[Dxspider-support] Enabling Q:1 spots

g4piq at btinternet.com g4piq at btinternet.com
Wed Jul 7 10:20:05 CEST 2021


The MOJO image been happily chugging away running RBN for contest type applications here for some time with no drama at all – thank you Dirk! 

 

I’ve given a little thought to what I think I would like to do in an ideal – and that’s set $minqual = 1 for spotted callsigns which are in a known good calls file (probably an amalgamation of the contest MASTER.DTA files from supercheckpartial.com and the VHF database from DL8EBW) – and set $minqual = 2 for all other calls….

 

Don’t know if that suggestion makes processing easier 😉 Just a suggestion for the pot..

 

73,

 

Andy, G4PIQ

 

 

 

From: Dxspider-support <dxspider-support-bounces at tobit.co.uk> On Behalf Of Dirk Koopman via Dxspider-support
Sent: 06 July 2021 21:07
To: rin JG1VGX via Dxspider-support <dxspider-support at tobit.co.uk>
Cc: Dirk Koopman <djk at tobit.co.uk>
Subject: Re: [Dxspider-support] Enabling Q:1 spots

 

On 06/07/2021 04:54, rin JG1VGX via Dxspider-support wrote:

Hi All,

 

I have played with filters myself and here is a summary.

 

What I wished to do:

- Allow Q:1 spots system-wide

- Set Q:2-9 as default for a new user

- Users can allow Q:1 as necessary

 

What I have done:

- set $minqual = 1 as Andy G4PIQ has suggested

(But this cannot be a permanent solution because /local/RBN.pm needs to be updated manually each time /perl/RBN.pm is updated)

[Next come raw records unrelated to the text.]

//! Search state entity.

use serde::{Deserialize, Serialize};
use std::collections::BTreeMap;

/// In-memory search state mirrored in the URL query string.
///
/// Canonical form:
/// - `search_term` is never `Some("")`
/// - `page` is never `Some(0)` or `Some(1)` (absent means first page)
/// - `tab` is never empty and never the configured default tab
/// - `facets` holds no empty value lists and no duplicate values
///
/// Equality ignores the order of values inside a facet.
#[derive(Debug, Clone, Default, Serialize, Deserialize)]
pub struct SearchState {
    #[serde(default, skip_serializing_if = "Option::is_none")]
    pub search_term: Option<String>,
    #[serde(default, skip_serializing_if = "Option::is_none")]
    pub page: Option<u32>,
    #[serde(default, skip_serializing_if = "Option::is_none")]
    pub tab: Option<String>,
    #[serde(default, skip_serializing_if = "BTreeMap::is_empty")]
    pub facets: BTreeMap<String, Vec<String>>,
}

impl SearchState {
    /// True when no field is set.
    pub fn is_empty(&self) -> bool {
        self.search_term.is_none()
            && self.page.is_none()
            && self.tab.is_none()
            && self.facets.is_empty()
    }

    /// True when a term, a tab or any facet value narrows the results.
    pub fn has_active_filters(&self) -> bool {
        self.search_term.is_some() || self.tab.is_some() || !self.facets.is_empty()
    }

    /// Resolved 1-based page number.
    pub fn page_number(&self) -> u32 {
        self.page.unwrap_or(1)
    }

    pub fn selected_values(&self, facet_id: &str) -> &[String] {
        self.facets.get(facet_id).map(Vec::as_slice).unwrap_or(&[])
    }

    pub fn is_selected(&self, facet_id: &str, value_id: &str) -> bool {
        self.selected_values(facet_id).iter().any(|v| v == value_id)
    }

    /// Set the term; an empty string clears it.
    pub fn set_search_term(&mut self, term: &str) -> &mut Self {
        self.search_term = (!term.is_empty()).then(|| term.to_string());
        self
    }

    /// Set the page; values of 1 or below clear it.
    pub fn set_page(&mut self, page: u32) -> &mut Self {
        self.page = (page > 1).then_some(page);
        self
    }

    /// Back to the first page.
    pub fn reset_page(&mut self) -> &mut Self {
        self.page = None;
        self
    }

    /// Set the tab; empty or default tabs clear it.
    pub fn set_tab(&mut self, tab: &str, default_tab: Option<&str>) -> &mut Self {
        self.tab = (!tab.is_empty() && Some(tab) != default_tab).then(|| tab.to_string());
        self
    }

    /// Insert a facet value. Returns false if it was already selected.
    pub fn insert_facet_value(&mut self, facet_id: &str, value_id: &str) -> bool {
        let values = self.facets.entry(facet_id.to_string()).or_default();
        if values.iter().any(|v| v == value_id) {
            return false;
        }
        values.push(value_id.to_string());
        true
    }

    /// Remove a facet value, dropping the facet once it has no values.
    /// Returns false if the value was not selected.
    pub fn remove_facet_value(&mut self, facet_id: &str, value_id: &str) -> bool {
        let Some(values) = self.facets.get_mut(facet_id) else {
            return false;
        };
        let before = values.len();
        values.retain(|v| v != value_id);
        let removed = values.len() != before;
        if values.is_empty() {
            self.facets.remove(facet_id);
        }
        removed
    }

    pub fn clear_facets(&mut self) {
        self.facets.clear();
    }

    /// Bring the state into canonical form in place.
    pub fn canonicalize(&mut self, default_tab: Option<&str>) {
        if self.search_term.as_deref() == Some("") {
            self.search_term = None;
        }
        if self.page.is_some_and(|p| p <= 1) {
            self.page = None;
        }
        if let Some(tab) = self.tab.take() {
            self.set_tab(&tab, default_tab);
        }
        for values in self.facets.values_mut() {
            let mut seen = Vec::with_capacity(values.len());
            values.retain(|v| {
                if v.is_empty() || seen.contains(v) {
                    false
                } else {
                    seen.push(v.clone());
                    true
                }
            });
        }
        self.facets.retain(|k, values| !k.is_empty() && !values.is_empty());
    }

    /// Canonical copy of this state.
    pub fn canonical(&self, default_tab: Option<&str>) -> Self {
        let mut state = self.clone();
        state.canonicalize(default_tab);
        state
    }
}

impl PartialEq for SearchState {
    fn eq(&self, other: &Self) -> bool {
        self.search_term == other.search_term
            && self.page == other.page
            && self.tab == other.tab
            && self.facets.len() == other.facets.len()
            && self.facets.iter().all(|(facet, values)| {
                other.facets.get(facet).is_some_and(|theirs| {
                    values.len() == theirs.len() && values.iter().all(|v| theirs.contains(v))
                })
            })
    }
}

impl Eq for SearchState {}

- then played with various user filters, eg. acc/rbn, rej/rbn, user_default, node_default

 

What I have found:

- 'node_default' This looks like a different animal and serves no purpose in this case?

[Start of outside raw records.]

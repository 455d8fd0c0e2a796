//! Optional notification handlers for the search-execution layer.

use std::fmt;
use std::sync::Arc;

use serde::Serialize;

use crate::model::SearchState;

pub type KeyphraseHandler = Arc<dyn Fn(&str) + Send + Sync>;
pub type PageHandler = Arc<dyn Fn(u32) + Send + Sync>;
pub type FacetClickHandler = Arc<dyn Fn(&FacetClick) + Send + Sync>;
pub type FiltersClearedHandler = Arc<dyn Fn() + Send + Sync>;

/// Kind of facet selection reported to the search layer.
#[derive(Debug, Clone, Copy, PartialEq, Eq, Serialize)]
#[serde(rename_all = "camelCase")]
pub enum FacetClickKind {
    /// Selection by stable value identifier.
    ValueId,
}

/// A facet selection pushed to the search layer.
#[derive(Debug, Clone, PartialEq, Eq, Serialize)]
pub struct FacetClick {
    pub facet_id: String,
    pub value_id: String,
    pub kind: FacetClickKind,
    pub checked: bool,
    /// Position of the facet among the selected facets.
    pub facet_index: usize,
}

/// Handlers invoked by the manager. Missing handlers are no-ops.
#[derive(Clone, Default)]
pub struct SearchCallbacks {
    pub on_keyphrase: Option<KeyphraseHandler>,
    pub on_page: Option<PageHandler>,
    pub on_facet_click: Option<FacetClickHandler>,
    pub on_filters_cleared: Option<FiltersClearedHandler>,
}

impl SearchCallbacks {
    pub fn new() -> Self {
        Self::default()
    }

    pub fn with_keyphrase(mut self, f: impl Fn(&str) + Send + Sync + 'static) -> Self {
        self.on_keyphrase = Some(Arc::new(f));
        self
    }

    pub fn with_page(mut self, f: impl Fn(u32) + Send + Sync + 'static) -> Self {
        self.on_page = Some(Arc::new(f));
        self
    }

    pub fn with_facet_click(mut self, f: impl Fn(&FacetClick) + Send + Sync + 'static) -> Self {
        self.on_facet_click = Some(Arc::new(f));
        self
    }

    pub fn with_filters_cleared(mut self, f: impl Fn() + Send + Sync + 'static) -> Self {
        self.on_filters_cleared = Some(Arc::new(f));
        self
    }

    pub(crate) fn keyphrase(&self, term: &str) {
        if let Some(f) = &self.on_keyphrase {
            f(term);
        }
    }

    pub(crate) fn page(&self, page: u32) {
        if let Some(f) = &self.on_page {
            f(page);
        }
    }

    pub(crate) fn facet_click(&self, click: &FacetClick) {
        if let Some(f) = &self.on_facet_click {
            f(click);
        }
    }

    pub(crate) fn filters_cleared(&self) {
        if let Some(f) = &self.on_filters_cleared {
            f();
        }
    }

    /// Push a parsed state to the search layer: keyphrase if set, page if
    /// past the first, then one checked facet click per selected value.
    pub(crate) fn replay(&self, state: &SearchState) {
        if let Some(term) = &state.search_term {
            self.keyphrase(term);
        }
        if let Some(page) = state.page.filter(|p| *p > 1) {
            self.page(page);
        }
        for (facet_index, (facet_id, values)) in state.facets.iter().enumerate() {
            for value_id in values {
                self.facet_click(&FacetClick {
                    facet_id: facet_id.clone(),
                    value_id: value_id.clone(),
                    kind: FacetClickKind::ValueId,
                    checked: true,
                    facet_index,
                });
            }
        }
    }
}

impl fmt::Debug for SearchCallbacks {
    fn fmt(&self, f: &mut fmt::Formatter<'_>) -> fmt::Result {
        f.debug_struct("SearchCallbacks")
            .field("on_keyphrase", &self.on_keyphrase.is_some())
            .field("on_page", &self.on_page.is_some())
            .field("on_facet_click", &self.on_facet_click.is_some())
            .field("on_filters_cleared", &self.on_filters_cleared.is_some())
            .finish()
    }
}
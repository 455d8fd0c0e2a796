//! Data model shared by the codec and the manager.

pub mod types;

pub use types::SearchState;
//! Rewrites the `mulw` at 0x10624 of an RV64 image into its zmul variant.

pub mod zmul;

pub use zmul::{MULW_TO_ZMUL, Outcome, PatchError, PatchSite, patch_file};
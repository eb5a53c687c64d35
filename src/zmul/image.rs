use std::fs;
use std::path::Path;

use super::errors::PatchError;

/// Full contents of a program image, held in memory between one read and
/// one write of the file.
#[derive(Clone, Debug, PartialEq, Eq)]
pub struct Image {
    bytes: Vec<u8>,
}

impl Image {
    pub fn new(bytes: Vec<u8>) -> Self {
        Self { bytes }
    }

    pub fn load(path: &Path) -> Result<Self, PatchError> {
        let bytes = fs::read(path).map_err(|source| PatchError::Read {
            path: path.to_path_buf(),
            source,
        })?;
        Ok(Self::new(bytes))
    }

    /// Overwrites `path` with the whole buffer, truncating whatever was there.
    pub fn save(&self, path: &Path) -> Result<(), PatchError> {
        fs::write(path, &self.bytes).map_err(|source| PatchError::Write {
            path: path.to_path_buf(),
            source,
        })
    }

    pub fn len(&self) -> usize {
        self.bytes.len()
    }

    pub fn as_bytes(&self) -> &[u8] {
        &self.bytes
    }

    // 32-bit little-endian word; None when [addr, addr + 4) leaves the image
    pub fn read_word(&self, addr: usize) -> Option<u32> {
        let end = addr.checked_add(4)?;
        let raw = self.bytes.get(addr..end)?;
        Some(u32::from_le_bytes(raw.try_into().ok()?))
    }

    /// The 4 bytes at [addr, addr + 4), or None when they leave the image.
    pub fn word_mut(&mut self, addr: usize) -> Option<&mut [u8; 4]> {
        let end = addr.checked_add(4)?;
        self.bytes.get_mut(addr..end)?.try_into().ok()
    }
}

impl From<Vec<u8>> for Image {
    fn from(bytes: Vec<u8>) -> Self {
        Self::new(bytes)
    }
}
use std::path::Path;

use super::errors::PatchError;
use super::image::Image;
use super::site::PatchSite;

/// What happened to the site. The image is only modified on `Patched`.
#[derive(Debug, Clone, Copy, PartialEq, Eq)]
pub enum Outcome {
    Patched { offset: usize, before: u32, after: u32 },
    /// The word at the site is not the expected encoding.
    Mismatch { offset: usize, found: u32 },
    /// The image ends before the 4-byte word at the site does.
    OutOfRange { len: usize },
}

/// Rewrites the site inside `img` if, and only if, it holds the expected word.
pub fn apply(img: &mut Image, site: &PatchSite) -> Outcome {
    let len = img.len();
    let Some(offset) = site.file_offset() else {
        return Outcome::OutOfRange { len };
    };
    let Some(slot) = img.word_mut(offset) else {
        return Outcome::OutOfRange { len };
    };

    let before = u32::from_le_bytes(*slot);
    if before != site.expected {
        return Outcome::Mismatch { offset, found: before };
    }

    let after = site.replacement();
    *slot = after.to_le_bytes();
    Outcome::Patched { offset, before, after }
}

/// Reads `path`, applies `site` and writes the whole image back in place.
/// The file is rewritten even when nothing changed.
pub fn patch_file(path: &Path, site: &PatchSite) -> Result<Outcome, PatchError> {
    let mut img = Image::load(path)?;
    let outcome = apply(&mut img, site);
    img.save(path)?;
    Ok(outcome)
}
// zmul/field.rs

/// A contiguous bit-field of a 32-bit instruction word.
#[derive(Debug, Clone, Copy, PartialEq, Eq)]
pub struct Field {
    pub lo: u8,
    pub width: u8,
}

impl Field {
    pub const fn new(lo: u8, width: u8) -> Self {
        Self { lo, width }
    }

    #[inline] pub const fn hi(&self) -> u8 { self.lo + self.width - 1 }

    /// Bits of the field in place, e.g. `0b111 << 12` for funct3.
    #[inline] pub const fn mask(&self) -> u32 { ((1u32 << self.width) - 1) << self.lo }

    #[inline] pub fn get(&self, word: u32) -> u32 { bits(word, self.hi(), self.lo) }

    /// Clears the field and stores `value` in it. Bits of `value` that do
    /// not fit the field are dropped.
    #[inline] pub fn set(&self, word: u32, value: u32) -> u32 { with_bits(word, self.hi(), self.lo, value) }
}

#[inline] pub fn bits(v: u32, hi: u8, lo: u8) -> u32 { (v >> lo) & ((1u32 << (hi - lo + 1)) - 1) }

#[inline] pub fn with_bits(v: u32, hi: u8, lo: u8, value: u32) -> u32 {
    let mask = ((1u32 << (hi - lo + 1)) - 1) << lo;
    (v & !mask) | ((value << lo) & mask)
}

- 'user_default' This does the job, but cannot be overriden by users' own filters. Not useful?


This is news to me. The thing about user_default is that is applies *only until* a user defines a personal filter for a category, it then will override the user_default with their preferences. The only caveat is that there seems to be a bug (in all branches) where "frequently" the user filter does not "take" until the user logs out and then in again.

"Frequently" in this context means: "never - when I am trying to find the fault" or "often enough for users to get confused and annoyed so that they logout, fume, wait a day or two and then login again when it now (magically) works".
 



- finally got the gist that a single 'acc/ A' and a 'rej/ not A' mean the same, but multiple 'acc' filters works like additive (A OR B) while 'rej' works like multiplicative (A AND B).

- if no /rbn filter is defined, /spots filters apply for both regular and RBN spots. But once any /rbn filter is defined, filters must be defined separately for both regular and RBN spots.

 


Please do "help filter" or read it on the wiki. It's meant to be "intuitive", but then it would be - to me. It's not quite as you describe it. But in essence it's this:


0. If there is no filter for this "thing" then nothing is filtered. It is just passed on.
1. For every type of thing you can filter (spots, announcements etc) there as 10 filter slots.
2. You can have a different filter in each slot.
3. Each slot is tried in the order 0 -> 9. This is "ladder logic".
4. Empty slots are ignored.
5. For every slot that matches: if it is a REJ filter it immediately rejects that "thing"; if is an ACC filter it will accept that "thing". No further processing on that "thing" occurs for that filter.
6. REJ filters are tried first; if it falls out of the bottom then the ACC filters are tried and if it falls out of the bottom then that "thing" is rejected.

The point of this is that nobody gets negative logic right the first time (nor the second or third time) however good one might be. Hence the REJ filters - they throw away everything you DON'T want. The ACC filters (only) give you what you DO want. You are therefore using positive logic to get what you want (much more of the time). 

As we are all consenting sysops here, you should be made aware of the implications of input filters on your feeds (or node_default file for that "thing"). Any input filter will affect what gets into your node for onward processing. It is dumped at source. BTW a more efficient way of reducing what your users can see is to rcmd/<node partner> acc/spots by_zone 1,2,3 (for instance) and your node will never see any spots from spotters in other zones. Saves a lot some bandwidth. 




So far my purpose was not fulfilled but currently I have at my node:

- Set $minqual = 1

- In case users bothered by busted Q:1 spots, I would suggest them to use

  acc/rbn info {q:[2-9]}, or rej/rbn info {q:1} 


I agree with this. But it is not a perfect answer to the problem. At the moment, I don't know what the processing issues might be for "per user" $minqual settings. 




 

If there are better solutions, please let me know!